A few days ago, I posted two of Nickolas Muray’s portraits of Frida Kahlo. They are modestly blowing up. My dashboard is flooded with snippets like “she’s so beautiful” and “how was she so pretty?” and “#tears in my eye over how flawless you are” and “frida, you dirty girl.” Dirty girl.
I am reminded of something Garçonnière wrote, part of her continuing commentary on tumblr, credit, and context but specifically in relation to the circulation of decontextualized images of (often by, but always of) Kahlo on tumblr. The Frida industry, as we know, runs on Frida’s body herself—her face/hair/person has become a commodity partially because her face/hair/person was her medium and her most frequent subject. The thing is, though, that commodifying that face/hair/person removes that image from the reasons why it was her medium and subject: her politicization of her indigenous woman body vs. others’ politicization of her indigenous woman body; her sexuality/not sexuality; her work to materialize memory and place and pain, in order to do which she worked through the body as much as with it; and most notably her work as a response to the condition of her own body.
As my followers and friends know, I’ve been working through feminist representations of hair—the political, embodied, tenuous, tactile, poetic, ironic, painful ways women relate to the hairs that grow and fall out of us.
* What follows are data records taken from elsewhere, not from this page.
//! Smooth page scrolling for the Showcase TUI
//!
//! This module implements nvim-like smooth scrolling with configurable easing
//! functions and animation parameters. Easing and timing atoms are shared
//! with the reveal engine in showcase-core.
//!
//! # Architecture
//!
//! ## L4 Atomic Layer
//! - `easing` - Pure easing functions (re-exported from showcase-core)
//! - `timing` - Time calculation utilities (re-exported from showcase-core)
//! - `config` - Configuration types and defaults (re-exported from showcase-core)
//!
//! ## L3 Molecular Layer
//! - `animation` - Animation controller combining atoms
//!
//! # Usage
//!
//! ```ignore
//! use showcase_tui::scroll::{ScrollAnimator, ScrollConfig};
//!
//! let mut animator = ScrollAnimator::new(config.ui.scroll.clone());
//!
//! // Start a scroll animation
//! animator.scroll_by(10, max_scroll);
//!
//! // In main loop, update each frame and get current position
//! let scroll = animator.update(max_scroll, Instant::now());
//! ```

// L4 Atomic Layer
pub mod config;
pub use showcase_core::reveal::easing::{EasingType, EasingTypeExt};
pub use showcase_core::reveal::timing::{lerp_u16, progress_at};

// L3 Molecular Layer
pub mod animation;

// Re-exports for convenient access
pub use animation::ScrollAnimator;
pub use config::{ScrollConfig, ScrollConfigExt};
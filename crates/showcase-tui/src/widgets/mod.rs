mod about;
mod cards;
mod contact;
mod gallery;
mod help;
mod hero;
mod modal;
mod page_view;
mod preloader;
mod projects;
mod status_bar;
pub mod text;

use std::time::Instant;

use ratatui::{
    layout::{Constraint, Direction, Layout},
    Frame,
};

use crate::app::{App, Mode};

pub use about::AboutWidget;
pub use contact::ContactWidget;
pub use gallery::GalleryWidget;
pub use help::HelpWidget;
pub use hero::HeroWidget;
pub use modal::ModalWidget;
pub use page_view::PageWidget;
pub use preloader::PreloaderWidget;
pub use projects::ProjectsWidget;
pub use status_bar::{NavBarWidget, StatusBarWidget};

/// Draw one frame of the whole UI
pub fn draw(frame: &mut Frame, app: &mut App, now: Instant) {
    if let Some(preloader) = app.preloader.as_ref().filter(|p| p.is_visible()) {
        PreloaderWidget::render(frame, preloader, &app.theme, now);
        return;
    }

    // Nav bar + page + status bar
    let main_layout = Layout::default()
        .direction(Direction::Vertical)
        .constraints([
            Constraint::Length(1),
            Constraint::Min(1),
            Constraint::Length(1),
        ])
        .split(frame.area());

    PageWidget::render(frame, main_layout[1], app, now);
    NavBarWidget::render(frame, main_layout[0], app);
    StatusBarWidget::render(frame, main_layout[2], app);

    if app.active_modal().is_some() {
        ModalWidget::render(frame, app);
    } else {
        app.modal_area = None;
        if app.mode == Mode::Help {
            HelpWidget::render(frame, &app.theme);
        }
    }
}

#[cfg(test)]
mod tests {
    use super::*;
    use crate::app::tests::test_app;
    use crate::input::Action;
    use crate::page::Section;
    use ratatui::{backend::TestBackend, Terminal};
    use std::time::Duration;

    fn buffer_text(terminal: &Terminal<TestBackend>) -> String {
        terminal
            .backend()
            .buffer()
            .content
            .iter()
            .map(|cell| cell.symbol())
            .collect()
    }

    #[test]
    fn test_draw_records_layout() {
        let mut app = test_app();
        let mut terminal = Terminal::new(TestBackend::new(100, 32)).unwrap();
        let now = Instant::now();

        terminal.draw(|frame| draw(frame, &mut app, now)).unwrap();

        assert_eq!(app.viewport_height, 30);
        assert_eq!(app.layout.spans().len(), Section::ALL.len());
        // Hero fills the first screen
        assert!(app.layout.span(Section::Hero).unwrap().height >= 30);
        assert!(buffer_text(&terminal).contains("Creative Studio"));
    }

    #[test]
    fn test_draw_modal_records_area() {
        let mut app = test_app();
        let mut terminal = Terminal::new(TestBackend::new(100, 32)).unwrap();
        let now = Instant::now();
        terminal.draw(|frame| draw(frame, &mut app, now)).unwrap();

        app.scroll_to_section(Section::Gallery, now);
        app.update(now);
        app.apply(Action::Open, now);
        terminal.draw(|frame| draw(frame, &mut app, now)).unwrap();

        let area = app.modal_area.unwrap();
        assert!(area.width <= 100 && area.height <= 32);
        // A click in the corner lands on the backdrop
        assert!(app.handle_click(0, 0));
        terminal.draw(|frame| draw(frame, &mut app, now)).unwrap();
        assert!(app.modal_area.is_none());
    }

    #[test]
    fn test_draw_empty_gallery_state() {
        let mut app = test_app();
        let mut terminal = Terminal::new(TestBackend::new(100, 40)).unwrap();
        let now = Instant::now();
        app.designs.set_category("branding").unwrap();
        terminal.draw(|frame| draw(frame, &mut app, now)).unwrap();

        app.scroll_to_section(Section::Gallery, now);
        app.update(now);
        // Sample after the entrance has settled
        let later = now + Duration::from_secs(5);
        terminal.draw(|frame| draw(frame, &mut app, later)).unwrap();
        assert!(buffer_text(&terminal).contains("No designs found"));
    }
}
Oddly enough, my mind didn’t initially turn to Frida.
This month my work project has been shifting LOC numbers TR—the photography subheading. During winter break, with the library mostly empty and Fine Arts that much emptier, I’ve spent most of my shifts in that back aisle, shifting and sorting photography books. In those long, lulling afternoons I’ve got plenty of browsing time (especially since our librarians remind us not to shelf-read for more than twenty-five minutes at a time or we’ll lose our minds). So I’ve been pulling books and flipping through them, looking for images and thoughts about hair. The other day I pulled TR680.F735 2010: Frida Kahlo: her photos.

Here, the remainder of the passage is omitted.